How the SSA Evaluates DiGeorge Syndrome
The Social Security Administration doesn't maintain a simple list of conditions that automatically qualify or disqualify applicants. Instead, it asks a more specific question: Can this person perform substantial gainful activity (SGA) given their impairments?
SGA refers to earning above a set monthly threshold through work. That threshold adjusts annually, so it's worth checking the current figure on SSA.gov. If someone can consistently earn above SGA, they generally won't qualify — regardless of their diagnosis.
For DiGeorge syndrome, the SSA looks at how the condition's many possible complications affect a person's ability to function in a work environment.
Common Manifestations That May Be Relevant
DiGeorge syndrome can affect multiple systems, and the SSA considers each documented impairment:
| System Affected | Possible Complications |
|---|---|
| Cardiovascular | Congenital heart defects requiring surgery or ongoing management |
| Immune | T-cell deficiency, recurrent infections, autoimmune disorders |
| Neurological | Seizures, developmental delays, nerve damage |
| Psychiatric | Schizophrenia, anxiety, ADHD, mood disorders |
| Endocrine | Hypoparathyroidism, calcium regulation issues |
| Developmental | Intellectual disability, learning difficulties, speech/language delays |
Because DiGeorge syndrome affects so many body systems, many claims involve multiple impairments considered in combination — not just one diagnosis in isolation.

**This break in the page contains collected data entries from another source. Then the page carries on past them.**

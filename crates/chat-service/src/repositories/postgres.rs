//! PostgreSQL chat store.
//!
//! Schema lives in `migrations/`. All timestamps are bound from the injected
//! clock rather than `NOW()` so that liveness is evaluated against the same
//! instant the service layer used to compute `live_since`.
//!
//! # Concurrency
//!
//! - Room creation is a single `INSERT .. ON CONFLICT (story_id) DO UPDATE ..
//!   RETURNING`, so concurrent creators all receive the same row.
//! - Seat reservation takes a row lock on the room (`SELECT .. FOR UPDATE`)
//!   for the duration of its transaction. Reservations on one room are
//!   therefore serialized, and the live count read inside the transaction
//!   cannot be raced past capacity.
//! - A partial unique index on `(room_id, device_hash) WHERE left_at IS NULL`
//!   backs the one-open-seat-per-device rule at the schema level.

use super::{ChatStore, SeatOutcome, SeatRequest};
use crate::errors::ChatError;
use crate::models::{MemberRow, MessageRow, RoomRow};
use async_trait::async_trait;
use chrono::{DateTime, Utc};
use sqlx::PgPool;
use tracing::instrument;
use uuid::Uuid;

/// Chat store backed by a PostgreSQL pool.
#[derive(Debug, Clone)]
pub struct PgChatStore {
    pool: PgPool,
}

impl PgChatStore {
    pub fn new(pool: PgPool) -> Self {
        Self { pool }
    }

    pub fn pool(&self) -> &PgPool {
        &self.pool
    }
}

#[async_trait]
impl ChatStore for PgChatStore {
    #[instrument(skip_all, fields(story_id = %story_id))]
    async fn upsert_room(
        &self,
        story_id: &str,
        capacity: i32,
        now: DateTime<Utc>,
    ) -> Result<RoomRow, ChatError> {
        // DO UPDATE (not DO NOTHING) so RETURNING yields the existing row too.
        let room: RoomRow = sqlx::query_as(
            r#"
            INSERT INTO chat_rooms (id, story_id, capacity, created_at)
            VALUES ($1, $2, $3, $4)
            ON CONFLICT (story_id) DO UPDATE
            SET story_id = EXCLUDED.story_id
            RETURNING id, story_id, capacity, created_at
            "#,
        )
        .bind(Uuid::new_v4())
        .bind(story_id)
        .bind(capacity)
        .bind(now)
        .fetch_one(&self.pool)
        .await?;

        Ok(room)
    }

    #[instrument(skip_all, fields(story_id = %story_id))]
    async fn find_room_by_story(&self, story_id: &str) -> Result<Option<RoomRow>, ChatError> {
        let room: Option<RoomRow> = sqlx::query_as(
            r#"
            SELECT id, story_id, capacity, created_at
            FROM chat_rooms
            WHERE story_id = $1
            "#,
        )
        .bind(story_id)
        .fetch_optional(&self.pool)
        .await?;

        Ok(room)
    }

    #[instrument(skip_all, fields(room_id = %room_id))]
    async fn find_room(&self, room_id: Uuid) -> Result<Option<RoomRow>, ChatError> {
        let room: Option<RoomRow> = sqlx::query_as(
            r#"
            SELECT id, story_id, capacity, created_at
            FROM chat_rooms
            WHERE id = $1
            "#,
        )
        .bind(room_id)
        .fetch_optional(&self.pool)
        .await?;

        Ok(room)
    }

    #[instrument(skip_all, fields(room_id = %room_id))]
    async fn count_active_members(
        &self,
        room_id: Uuid,
        live_since: DateTime<Utc>,
    ) -> Result<i64, ChatError> {
        let count: i64 = sqlx::query_scalar(
            r#"
            SELECT COUNT(*)
            FROM chat_members
            WHERE room_id = $1
              AND left_at IS NULL
              AND last_seen_at >= $2
            "#,
        )
        .bind(room_id)
        .bind(live_since)
        .fetch_one(&self.pool)
        .await?;

        Ok(count)
    }

    #[instrument(skip_all, fields(room_id = %room_id))]
    async fn last_message_at(&self, room_id: Uuid) -> Result<Option<DateTime<Utc>>, ChatError> {
        let last: Option<DateTime<Utc>> = sqlx::query_scalar(
            r#"
            SELECT MAX(created_at)
            FROM chat_messages
            WHERE room_id = $1
            "#,
        )
        .bind(room_id)
        .fetch_one(&self.pool)
        .await?;

        Ok(last)
    }

    #[instrument(skip_all, fields(room_id = %request.room_id))]
    async fn reserve_seat(
        &self,
        request: &SeatRequest,
        live_since: DateTime<Utc>,
        now: DateTime<Utc>,
    ) -> Result<SeatOutcome, ChatError> {
        let mut tx = self.pool.begin().await?;

        // Row lock on the room serializes every reservation for it.
        let capacity: Option<i32> = sqlx::query_scalar(
            r#"
            SELECT capacity
            FROM chat_rooms
            WHERE id = $1
            FOR UPDATE
            "#,
        )
        .bind(request.room_id)
        .fetch_optional(&mut *tx)
        .await?;

        let Some(capacity) = capacity else {
            tx.rollback().await?;
            return Ok(SeatOutcome::RoomMissing);
        };

        let open_seat: Option<MemberRow> = sqlx::query_as(
            r#"
            SELECT id, room_id, device_hash, nickname, session_id, user_id,
                   joined_at, last_seen_at, left_at
            FROM chat_members
            WHERE room_id = $1
              AND device_hash = $2
              AND left_at IS NULL
            "#,
        )
        .bind(request.room_id)
        .bind(&request.device_hash)
        .fetch_optional(&mut *tx)
        .await?;

        if let Some(existing) = open_seat {
            if existing.last_seen_at >= live_since {
                tx.rollback().await?;
                return Ok(if existing.session_id == request.session_id {
                    SeatOutcome::Existing(existing)
                } else {
                    SeatOutcome::Conflict
                });
            }

            sqlx::query(
                r#"
                UPDATE chat_members
                SET left_at = $2
                WHERE id = $1
                "#,
            )
            .bind(existing.id)
            .bind(now)
            .execute(&mut *tx)
            .await?;

            tracing::debug!(
                target: "chat.repository.members",
                member_id = %existing.id,
                "Closed stale seat before rejoin"
            );
        }

        let active_members: i64 = sqlx::query_scalar(
            r#"
            SELECT COUNT(*)
            FROM chat_members
            WHERE room_id = $1
              AND left_at IS NULL
              AND last_seen_at >= $2
            "#,
        )
        .bind(request.room_id)
        .bind(live_since)
        .fetch_one(&mut *tx)
        .await?;

        if active_members >= i64::from(capacity) {
            tx.rollback().await?;
            return Ok(SeatOutcome::Full {
                capacity,
                active_members,
            });
        }

        let member: MemberRow = sqlx::query_as(
            r#"
            INSERT INTO chat_members
                (id, room_id, device_hash, nickname, session_id, user_id,
                 joined_at, last_seen_at)
            VALUES ($1, $2, $3, $4, $5, $6, $7, $7)
            RETURNING id, room_id, device_hash, nickname, session_id, user_id,
                      joined_at, last_seen_at, left_at
            "#,
        )
        .bind(Uuid::new_v4())
        .bind(request.room_id)
        .bind(&request.device_hash)
        .bind(&request.nickname)
        .bind(&request.session_id)
        .bind(request.user_id.as_deref())
        .bind(now)
        .fetch_one(&mut *tx)
        .await?;

        tx.commit().await?;

        Ok(SeatOutcome::Reserved(member))
    }

    #[instrument(skip_all, fields(member_id = %member_id))]
    async fn find_member(&self, member_id: Uuid) -> Result<Option<MemberRow>, ChatError> {
        let member: Option<MemberRow> = sqlx::query_as(
            r#"
            SELECT id, room_id, device_hash, nickname, session_id, user_id,
                   joined_at, last_seen_at, left_at
            FROM chat_members
            WHERE id = $1
            "#,
        )
        .bind(member_id)
        .fetch_optional(&self.pool)
        .await?;

        Ok(member)
    }

    #[instrument(skip_all, fields(member_id = %member_id))]
    async fn mark_left(
        &self,
        member_id: Uuid,
        now: DateTime<Utc>,
    ) -> Result<Option<MemberRow>, ChatError> {
        let member: Option<MemberRow> = sqlx::query_as(
            r#"
            UPDATE chat_members
            SET left_at = COALESCE(left_at, $2)
            WHERE id = $1
            RETURNING id, room_id, device_hash, nickname, session_id, user_id,
                      joined_at, last_seen_at, left_at
            "#,
        )
        .bind(member_id)
        .bind(now)
        .fetch_optional(&self.pool)
        .await?;

        Ok(member)
    }

    #[instrument(skip_all, fields(member_id = %member_id))]
    async fn touch_member(
        &self,
        member_id: Uuid,
        live_since: DateTime<Utc>,
        now: DateTime<Utc>,
    ) -> Result<Option<MemberRow>, ChatError> {
        let member: Option<MemberRow> = sqlx::query_as(
            r#"
            UPDATE chat_members
            SET last_seen_at = $3
            WHERE id = $1
              AND left_at IS NULL
              AND last_seen_at >= $2
            RETURNING id, room_id, device_hash, nickname, session_id, user_id,
                      joined_at, last_seen_at, left_at
            "#,
        )
        .bind(member_id)
        .bind(live_since)
        .bind(now)
        .fetch_optional(&self.pool)
        .await?;

        Ok(member)
    }

    #[instrument(skip_all, fields(member_id = %member_id))]
    async fn insert_message(
        &self,
        member_id: Uuid,
        body: &str,
        live_since: DateTime<Utc>,
        now: DateTime<Utc>,
    ) -> Result<Option<MessageRow>, ChatError> {
        // Presence refresh and append happen in one statement; no row comes
        // back when the author is absent, left or expired.
        let message: Option<MessageRow> = sqlx::query_as(
            r#"
            WITH author AS (
                UPDATE chat_members
                SET last_seen_at = $4
                WHERE id = $1
                  AND left_at IS NULL
                  AND last_seen_at >= $3
                RETURNING id, room_id, nickname
            )
            INSERT INTO chat_messages (room_id, member_id, author_nick, body, created_at)
            SELECT room_id, id, nickname, $2, $4
            FROM author
            RETURNING id, room_id, member_id, author_nick, body, created_at
            "#,
        )
        .bind(member_id)
        .bind(body)
        .bind(live_since)
        .bind(now)
        .fetch_optional(&self.pool)
        .await?;

        Ok(message)
    }

    #[instrument(skip_all, fields(room_id = %room_id, before = ?before, limit = limit))]
    async fn list_messages(
        &self,
        room_id: Uuid,
        before: Option<i64>,
        limit: u32,
    ) -> Result<Vec<MessageRow>, ChatError> {
        let messages: Vec<MessageRow> = sqlx::query_as(
            r#"
            SELECT id, room_id, member_id, author_nick, body, created_at
            FROM chat_messages
            WHERE room_id = $1
              AND ($2::BIGINT IS NULL OR id < $2)
            ORDER BY id DESC
            LIMIT $3
            "#,
        )
        .bind(room_id)
        .bind(before)
        .bind(i64::from(limit))
        .fetch_all(&self.pool)
        .await?;

        Ok(messages)
    }

    #[instrument(skip_all)]
    async fn rooms_for_user(&self, user_id: &str) -> Result<Vec<RoomRow>, ChatError> {
        let rooms: Vec<RoomRow> = sqlx::query_as(
            r#"
            SELECT r.id, r.story_id, r.capacity, r.created_at
            FROM chat_rooms r
            JOIN (
                SELECT room_id, MAX(last_seen_at) AS last_seen_at
                FROM chat_members
                WHERE user_id = $1
                  AND left_at IS NULL
                GROUP BY room_id
            ) m ON m.room_id = r.id
            ORDER BY m.last_seen_at DESC
            "#,
        )
        .bind(user_id)
        .fetch_all(&self.pool)
        .await?;

        Ok(rooms)
    }

    async fn ping(&self) -> Result<(), ChatError> {
        sqlx::query("SELECT 1").execute(&self.pool).await?;
        Ok(())
    }
}
//! In-process chat store.
//!
//! All state sits behind a single async mutex, so every trait method is
//! trivially atomic with respect to every other. Suitable for development
//! without a database and for tests; it cannot be shared between processes.

use super::{ChatStore, SeatOutcome, SeatRequest};
use crate::errors::ChatError;
use crate::models::{MemberRow, MessageRow, RoomRow};
use async_trait::async_trait;
use chrono::{DateTime, Utc};
use std::collections::{HashMap, HashSet};
use std::sync::atomic::{AtomicBool, Ordering};
use tokio::sync::Mutex;
use uuid::Uuid;

#[derive(Debug, Default)]
struct MemoryState {
    rooms: HashMap<Uuid, RoomRow>,
    rooms_by_story: HashMap<String, Uuid>,
    members: HashMap<Uuid, MemberRow>,
    /// Append-only, ids strictly increasing.
    messages: Vec<MessageRow>,
    next_message_id: i64,
}

impl MemoryState {
    fn live_members(&self, room_id: Uuid, live_since: DateTime<Utc>) -> i64 {
        self.members
            .values()
            .filter(|m| m.room_id == room_id && m.is_live(live_since))
            .count() as i64
    }
}

/// Chat store held entirely in memory.
#[derive(Debug, Default)]
pub struct MemoryChatStore {
    state: Mutex<MemoryState>,
    unavailable: AtomicBool,
}

impl MemoryChatStore {
    pub fn new() -> Self {
        Self::default()
    }

    /// Simulate the backing store going away (or coming back).
    pub fn set_available(&self, available: bool) {
        self.unavailable.store(!available, Ordering::SeqCst);
    }

    fn check_available(&self) -> Result<(), ChatError> {
        if self.unavailable.load(Ordering::SeqCst) {
            return Err(ChatError::StoreUnavailable(
                "memory store marked unavailable".to_string(),
            ));
        }
        Ok(())
    }

    /// Total member rows ever created in a room, left or not.
    pub async fn member_row_count(&self, room_id: Uuid) -> usize {
        let state = self.state.lock().await;
        state
            .members
            .values()
            .filter(|m| m.room_id == room_id)
            .count()
    }

    /// Total rooms created.
    pub async fn room_count(&self) -> usize {
        self.state.lock().await.rooms.len()
    }
}

#[async_trait]
impl ChatStore for MemoryChatStore {
    async fn upsert_room(
        &self,
        story_id: &str,
        capacity: i32,
        now: DateTime<Utc>,
    ) -> Result<RoomRow, ChatError> {
        self.check_available()?;
        let mut state = self.state.lock().await;

        if let Some(room) = state
            .rooms_by_story
            .get(story_id)
            .and_then(|id| state.rooms.get(id))
        {
            return Ok(room.clone());
        }

        let room = RoomRow {
            id: Uuid::new_v4(),
            story_id: story_id.to_string(),
            capacity,
            created_at: now,
        };
        state.rooms_by_story.insert(story_id.to_string(), room.id);
        state.rooms.insert(room.id, room.clone());
        Ok(room)
    }

    async fn find_room_by_story(&self, story_id: &str) -> Result<Option<RoomRow>, ChatError> {
        self.check_available()?;
        let state = self.state.lock().await;
        Ok(state
            .rooms_by_story
            .get(story_id)
            .and_then(|id| state.rooms.get(id))
            .cloned())
    }

    async fn find_room(&self, room_id: Uuid) -> Result<Option<RoomRow>, ChatError> {
        self.check_available()?;
        Ok(self.state.lock().await.rooms.get(&room_id).cloned())
    }

    async fn count_active_members(
        &self,
        room_id: Uuid,
        live_since: DateTime<Utc>,
    ) -> Result<i64, ChatError> {
        self.check_available()?;
        Ok(self.state.lock().await.live_members(room_id, live_since))
    }

    async fn last_message_at(&self, room_id: Uuid) -> Result<Option<DateTime<Utc>>, ChatError> {
        self.check_available()?;
        let state = self.state.lock().await;
        Ok(state
            .messages
            .iter()
            .rev()
            .find(|m| m.room_id == room_id)
            .map(|m| m.created_at))
    }

    async fn reserve_seat(
        &self,
        request: &SeatRequest,
        live_since: DateTime<Utc>,
        now: DateTime<Utc>,
    ) -> Result<SeatOutcome, ChatError> {
        self.check_available()?;
        let mut state = self.state.lock().await;

        let Some(capacity) = state.rooms.get(&request.room_id).map(|r| r.capacity) else {
            return Ok(SeatOutcome::RoomMissing);
        };

        let open_seat = state
            .members
            .values()
            .find(|m| {
                m.room_id == request.room_id
                    && m.device_hash == request.device_hash
                    && m.left_at.is_none()
            })
            .cloned();

        if let Some(existing) = open_seat {
            if existing.last_seen_at >= live_since {
                return Ok(if existing.session_id == request.session_id {
                    SeatOutcome::Existing(existing)
                } else {
                    SeatOutcome::Conflict
                });
            }
            // Stale seat for this device: close it before taking a new one.
            if let Some(stale) = state.members.get_mut(&existing.id) {
                stale.left_at = Some(now);
            }
        }

        let active_members = state.live_members(request.room_id, live_since);
        if active_members >= i64::from(capacity) {
            return Ok(SeatOutcome::Full {
                capacity,
                active_members,
            });
        }

        let member = MemberRow {
            id: Uuid::new_v4(),
            room_id: request.room_id,
            device_hash: request.device_hash.clone(),
            nickname: request.nickname.clone(),
            session_id: request.session_id.clone(),
            user_id: request.user_id.clone(),
            joined_at: now,
            last_seen_at: now,
            left_at: None,
        };
        state.members.insert(member.id, member.clone());
        Ok(SeatOutcome::Reserved(member))
    }

    async fn find_member(&self, member_id: Uuid) -> Result<Option<MemberRow>, ChatError> {
        self.check_available()?;
        Ok(self.state.lock().await.members.get(&member_id).cloned())
    }

    async fn mark_left(
        &self,
        member_id: Uuid,
        now: DateTime<Utc>,
    ) -> Result<Option<MemberRow>, ChatError> {
        self.check_available()?;
        let mut state = self.state.lock().await;
        Ok(state.members.get_mut(&member_id).map(|member| {
            member.left_at.get_or_insert(now);
            member.clone()
        }))
    }

    async fn touch_member(
        &self,
        member_id: Uuid,
        live_since: DateTime<Utc>,
        now: DateTime<Utc>,
    ) -> Result<Option<MemberRow>, ChatError> {
        self.check_available()?;
        let mut state = self.state.lock().await;
        Ok(state
            .members
            .get_mut(&member_id)
            .filter(|m| m.is_live(live_since))
            .map(|member| {
                member.last_seen_at = now;
                member.clone()
            }))
    }

    async fn insert_message(
        &self,
        member_id: Uuid,
        body: &str,
        live_since: DateTime<Utc>,
        now: DateTime<Utc>,
    ) -> Result<Option<MessageRow>, ChatError> {
        self.check_available()?;
        let mut state = self.state.lock().await;

        let Some(member) = state
            .members
            .get_mut(&member_id)
            .filter(|m| m.is_live(live_since))
        else {
            return Ok(None);
        };
        member.last_seen_at = now;
        let (room_id, author_nick) = (member.room_id, member.nickname.clone());

        state.next_message_id += 1;
        let message = MessageRow {
            id: state.next_message_id,
            room_id,
            member_id,
            author_nick,
            body: body.to_string(),
            created_at: now,
        };
        state.messages.push(message.clone());
        Ok(Some(message))
    }

    async fn list_messages(
        &self,
        room_id: Uuid,
        before: Option<i64>,
        limit: u32,
    ) -> Result<Vec<MessageRow>, ChatError> {
        self.check_available()?;
        let state = self.state.lock().await;
        Ok(state
            .messages
            .iter()
            .rev()
            .filter(|m| m.room_id == room_id && before.map_or(true, |cursor| m.id < cursor))
            .take(limit as usize)
            .cloned()
            .collect())
    }

    async fn rooms_for_user(&self, user_id: &str) -> Result<Vec<RoomRow>, ChatError> {
        self.check_available()?;
        let state = self.state.lock().await;

        let mut memberships: Vec<&MemberRow> = state
            .members
            .values()
            .filter(|m| m.left_at.is_none() && m.user_id.as_deref() == Some(user_id))
            .collect();
        memberships.sort_by(|a, b| b.last_seen_at.cmp(&a.last_seen_at));

        let mut seen = HashSet::new();
        Ok(memberships
            .into_iter()
            .filter(|m| seen.insert(m.room_id))
            .filter_map(|m| state.rooms.get(&m.room_id).cloned())
            .collect())
    }

    async fn ping(&self) -> Result<(), ChatError> {
        self.check_available()
    }
}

The SSA's Evaluation Process 🔍
The SSA uses a five-step sequential evaluation to decide disability claims:
- Are you working above SGA? If yes, the claim typically ends here.
- Is your condition severe? It must significantly limit your ability to work.
- Does your condition meet or equal a Listing? The SSA's Blue Book contains specific medical criteria. DiGeorge syndrome may implicate several listings, including those for immune deficiencies, congenital heart disease, intellectual disorders, or psychotic disorders, depending on a person's specific presentation.
- What is your Residual Functional Capacity (RFC)? If you don't meet a Listing, the SSA assesses what you can still do — physically and mentally.
- Can you perform past work or any other work? Age, education, and work history factor heavily here.
The RFC is often where DiGeorge syndrome cases are decided. It documents limitations in areas like standing, concentrating, handling stress, maintaining attendance, and interacting with others. A thorough RFC can carry as much weight as a formal Listing match.
SSDI vs. SSI: An Important Distinction
SSDI is funded through work history. To qualify, you need enough work credits — earned through years of paying Social Security taxes. Adults with DiGeorge syndrome who have worked and paid into the system may be eligible for SSDI if their condition now prevents substantial work.
SSI (Supplemental Security Income) doesn't require work credits but is income- and asset-limited. For adults with DiGeorge syndrome who had limited work history — or for children with the condition — SSI is often the more relevant program. Children can qualify for SSI based on disability without any work credit requirement.
These two programs follow different rules at nearly every step, so knowing which one applies to your situation matters before you begin an application.
How Severity Shapes Outcomes
DiGeorge syndrome presents across a wide spectrum, and SSDI outcomes generally reflect that range.
On one end: Someone with a mild 22q11.2 deletion who has well-managed calcium levels, no significant cardiac history, and no major psychiatric symptoms may be able to sustain full-time work. The SSA is unlikely to approve a claim based on the diagnosis alone without documented functional limitations.
In the middle: Someone with recurring infections due to immune deficiency, controlled but persistent psychiatric symptoms, and moderate cognitive limitations may meet RFC criteria that rule out most competitive employment — particularly if they cannot maintain consistent attendance or concentration.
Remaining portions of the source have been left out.